Some operational details exist on the site, mostly covering how and when artists get paid. A “Distribution Reporting Schedule” explains that statements are issued on the 25th of each month, with DSP reporting lags of 60–90 days (Apple and YouTube are usually two months, Amazon varies, and smaller DSPs can take longer). Payments are triggered within 24–48 hours after statements, but delays are inevitable due to standard DSP reporting and payout cycles. A section also outlines situations where royalties may be withheld, such as rights disputes, suspected fraud, or unlicensed samples — all standard industry practices.
Tall Racks also has a clear subscription model. “Indie Artist Pro” currently costs $1/month (or $10/R178 annually) with an 80% royalty payout rate, while “Indie Label Plus” costs $5/month (or $50/R888 annually) with a 90% royalty payout rate. Both tiers limit the number of artist and admin accounts. This confirms at least one revenue stream for Tall Racks. Subscription-based distribution is common in the industry — competitors like DistroKid and Ditto also charge flat fees rather than taking large percentages of royalties — though the exact mix of fees, commissions, or other monetisation methods for Tall Racks is not yet confirmed.
While that helps clarify the mechanics of payouts, it doesn’t address the bigger question: what’s Tall Racks’ broader business model, and how will Nasty C and those involved profit? Aside from the subscription fees, no other revenue streams have been confirmed publicly. Typical industry models might include service fees, commissions, premium features, or equity plays — but for now, that’s speculation. Until the platform discloses this, artists are flying blind.
By contrast, other major distributors operating in South Africa, like DistroKid and Ditto, make their full legal agreements, privacy policies, and rights terms publicly accessible before sign-up. This allows artists to review the terms in advance — something Tall Racks currently doesn’t offer, making it less transparent than many of its established peers.
And this matters because the South African industry is already skewed against local talent. A 2021 GroundUp analysis revealed that of the R456 million the South African music industry made that year, a staggering R368 million went to international record labels, leaving just R88 million for local music companies. Once-powerful local players like Gallo have seen revenues collapse from R150 million to R14 million in 25 years. Independent record labels have dropped from about 80 documented in 1998 to only 20 today. The entire indie sector is now worth less than R30 million.
So, the need for something like Tall Racks is real. But the execution needs to match the ambition.

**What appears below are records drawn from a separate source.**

//! # gridquiz
//!
//! A terminal quiz engine: timed questions, lenient free-text grading,
//! and a word-search board variant where answers are found by dragging
//! through a letter grid.
//!
//! ## Usage
//!
//! ```rust,no_run
//! use gridquiz::{JsonQuizSource, LogCompletion, QuizApp, QuizSource, SessionController};
//!
//! #[tokio::main]
//! async fn main() -> std::io::Result<()> {
//!     let source = JsonQuizSource::new("quizzes");
//!     let mut controller = SessionController::new(Box::new(LogCompletion));
//!     controller.on_quiz_loaded(source.load_quiz("solar-system"));
//!
//!     QuizApp::new(controller).run().await
//! }
//! ```

pub mod board;
pub mod data;
pub mod grading;
pub mod models;
pub mod session;
pub mod terminal;
mod ui;

use std::io;
use std::time::Duration;

use crossterm::event::{
    self, Event, KeyCode, KeyEventKind, MouseButton, MouseEvent, MouseEventKind,
};
use ratatui::prelude::Rect;
use tokio::sync::mpsc;
use tokio::task::JoinHandle;

pub use data::{CompletionSink, JsonQuizSource, LoadError, LogCompletion, QuizSource};
pub use models::{Question, QuestionId, QuestionKind, QuestionResult, Quiz, QuizVariant};
pub use session::{Feedback, Phase, SessionController, TimerId};

use models::QuizVariant as Variant;

/// One-second ticker feeding the controller's countdown. Owned by the
/// event loop and replaced (old task aborted) whenever the controller's
/// active timer changes, so ticks for a superseded question stop at the
/// source and are discarded by id if already queued.
struct Ticker {
    id: TimerId,
    task: JoinHandle<()>,
}

/// A quiz session wired to the terminal.
pub struct QuizApp {
    controller: SessionController,
    result_scroll: usize,
}

impl QuizApp {
    pub fn new(controller: SessionController) -> Self {
        Self {
            controller,
            result_scroll: 0,
        }
    }

    /// Convenience constructor: load `quiz_id` from `source` and settle
    /// the session with the outcome.
    pub fn load(source: &dyn QuizSource, quiz_id: &str, sink: Box<dyn CompletionSink>) -> Self {
        let mut controller = SessionController::new(sink);
        controller.on_quiz_loaded(source.load_quiz(quiz_id));
        Self::new(controller)
    }

    pub fn controller(&self) -> &SessionController {
        &self.controller
    }

    pub fn controller_mut(&mut self) -> &mut SessionController {
        &mut self.controller
    }

    /// Run the session in the terminal until it is quit.
    pub async fn run(mut self) -> io::Result<()> {
        let mut term = terminal::init()?;
        let result = self.event_loop(&mut term).await;
        terminal::restore()?;
        result
    }

    async fn event_loop(&mut self, term: &mut terminal::AppTerminal) -> io::Result<()> {
        let (tick_tx, mut tick_rx) = mpsc::unbounded_channel::<TimerId>();
        let mut ticker: Option<Ticker> = None;
        let mut frame_area = Rect::default();

        loop {
            sync_ticker(&self.controller, &mut ticker, &tick_tx);

            term.draw(|frame| {
                frame_area = frame.area();
                ui::render(frame, &self.controller, self.result_scroll);
            })?;

            // Deliver pending ticks before reading input.
            while let Ok(id) = tick_rx.try_recv() {
                self.controller.handle_tick(id);
            }

            if event::poll(Duration::from_millis(50))? {
                match event::read()? {
                    Event::Key(key) if key.kind == KeyEventKind::Press => {
                        if self.handle_key(key.code) {
                            break;
                        }
                    }
                    Event::Mouse(mouse) => self.handle_mouse(mouse, frame_area),
                    _ => {}
                }
            }
        }

        if let Some(ticker) = ticker {
            ticker.task.abort();
        }
        Ok(())
    }

    /// Returns true if the app should exit.
    fn handle_key(&mut self, key: KeyCode) -> bool {
        match self.controller.phase() {
            Phase::Loading => matches!(key, KeyCode::Char('q') | KeyCode::Esc),
            Phase::Error(_) => matches!(key, KeyCode::Char('q') | KeyCode::Esc | KeyCode::Enter),
            Phase::Answering => self.handle_answering_key(key),
            Phase::Feedback(_) => self.handle_feedback_key(key),
            Phase::Finished => self.handle_finished_key(key),
        }
    }

    fn handle_answering_key(&mut self, key: KeyCode) -> bool {
        let Some(question) = self.controller.current_question() else {
            return false;
        };
        let kind = question.kind;
        let variant = self.controller.variant().unwrap_or(Variant::Normal);

        if variant == Variant::CardGame && key == KeyCode::Tab {
            self.controller.flip_card();
            return false;
        }
        if variant != Variant::BoardGame && key == KeyCode::Left {
            self.controller.go_previous();
            return false;
        }
        if key == KeyCode::Esc {
            return true;
        }

        if variant == Variant::BoardGame {
            // Answers come from dragging; the keyboard only submits.
            if key == KeyCode::Enter {
                let value = self.controller.current_draft().to_string();
                self.controller.submit_answer(value);
            }
            return false;
        }

        match kind {
            QuestionKind::Choice => match key {
                KeyCode::Up | KeyCode::Char('k') => self.controller.select_previous_option(),
                KeyCode::Down | KeyCode::Char('j') => self.controller.select_next_option(),
                KeyCode::Enter | KeyCode::Char(' ') => {
                    let value = self
                        .controller
                        .current_question()
                        .and_then(|q| q.options.get(self.controller.selected_option()))
                        .cloned()
                        .unwrap_or_default();
                    self.controller.submit_answer(value);
                }
                KeyCode::Char('q') => return true,
                _ => {}
            },
            QuestionKind::FreeText => match key {
                KeyCode::Enter => {
                    let value = self.controller.current_draft().to_string();
                    self.controller.submit_answer(value);
                }
                KeyCode::Backspace => self.controller.input_backspace(),
                KeyCode::Char(c) => self.controller.input_char(c),
                _ => {}
            },
        }
        false
    }

    fn handle_feedback_key(&mut self, key: KeyCode) -> bool {
        match key {
            KeyCode::Enter | KeyCode::Char(' ') => {
                self.controller.advance();
                false
            }
            KeyCode::Char('q') | KeyCode::Esc => true,
            _ => false,
        }
    }

    fn handle_finished_key(&mut self, key: KeyCode) -> bool {
        match key {
            KeyCode::Down | KeyCode::Char('j') => {
                let max_scroll = self.controller.results().len().saturating_sub(1);
                self.result_scroll = (self.result_scroll + 1).min(max_scroll);
                false
            }
            KeyCode::Up | KeyCode::Char('k') => {
                self.result_scroll = self.result_scroll.saturating_sub(1);
                false
            }
            KeyCode::Char('q') | KeyCode::Esc => true,
            _ => false,
        }
    }

    fn handle_mouse(&mut self, mouse: MouseEvent, frame_area: Rect) {
        if !matches!(self.controller.phase(), Phase::Answering) {
            return;
        }
        let Some(size) = self.controller.board().map(|b| b.size()) else {
            return;
        };
        let grid = ui::board_grid_rect(frame_area, size);
        let cell = ui::board_cell_at(grid, size, mouse.column, mouse.row);

        match mouse.kind {
            MouseEventKind::Down(MouseButton::Left) => {
                if let Some(index) = cell {
                    self.controller.board_cell_down(index);
                }
            }
            MouseEventKind::Drag(MouseButton::Left) => match cell {
                Some(index) => self.controller.board_cell_enter(index),
                // Dragging off the grid ends the gesture.
                None => self.controller.board_drag_end(),
            },
            MouseEventKind::Up(MouseButton::Left) => self.controller.board_drag_end(),
            _ => {}
        }
    }
}

/// Keep the spawned ticker aligned with the controller's active timer:
/// abort it when the timer is gone or superseded, spawn a new one when a
/// fresh countdown starts.
fn sync_ticker(
    controller: &SessionController,
    ticker: &mut Option<Ticker>,
    tick_tx: &mpsc::UnboundedSender<TimerId>,
) {
    let active = controller.active_timer();
    if active == ticker.as_ref().map(|t| t.id) {
        return;
    }

    if let Some(old) = ticker.take() {
        old.task.abort();
    }
    if let Some(id) = active {
        let tx = tick_tx.clone();
        let task = tokio::spawn(async move {
            loop {
                tokio::time::sleep(Duration::from_secs(1)).await;
                if tx.send(id).is_err() {
                    break;
                }
            }
        });
        *ticker = Some(Ticker { id, task });
    }
}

Other African initiatives have already shown what’s possible. Nigeria’s emPawa Africa, founded by Mr Eazi, has supported artists with funding, mentorship, and access to major platforms like YouTube and Kobalt. Its biggest success story, Joeboy, broke through with over 20 million streams on his debut single. Ghana’s Aftown, launched in 2016, is a streaming and mobile payment platform that continues expanding into Francophone markets.
At home, the Quiet Life Co’s Artist Accelerator Programme (AAP) is accepting its second round of entries. Artists like PSILK and giuliette price have already benefited, and the first instalment of their Industry Accelerator Programme has just launched alongside it. These are early but concrete efforts to build something better.
If Tall Racks wants to join that conversation, it must go beyond bold announcements and slick branding. It must offer transparency, clear legal frameworks, and real support, especially to artists outside major cities with limited access to banking, data, or legal advice.
We’re cautiously optimistic. The idea has merit, and the public response is encouraging. But until the platform clarifies how it works, how it profits, and how it protects artists, that optimism comes with a giant asterisk.
This isn’t a write-off — it’s a call for accountability. If Tall Racks delivers on its promise, it could be a significant step forward for South African music. But if it doesn’t? It risks repeating the very cycles it claims to disrupt.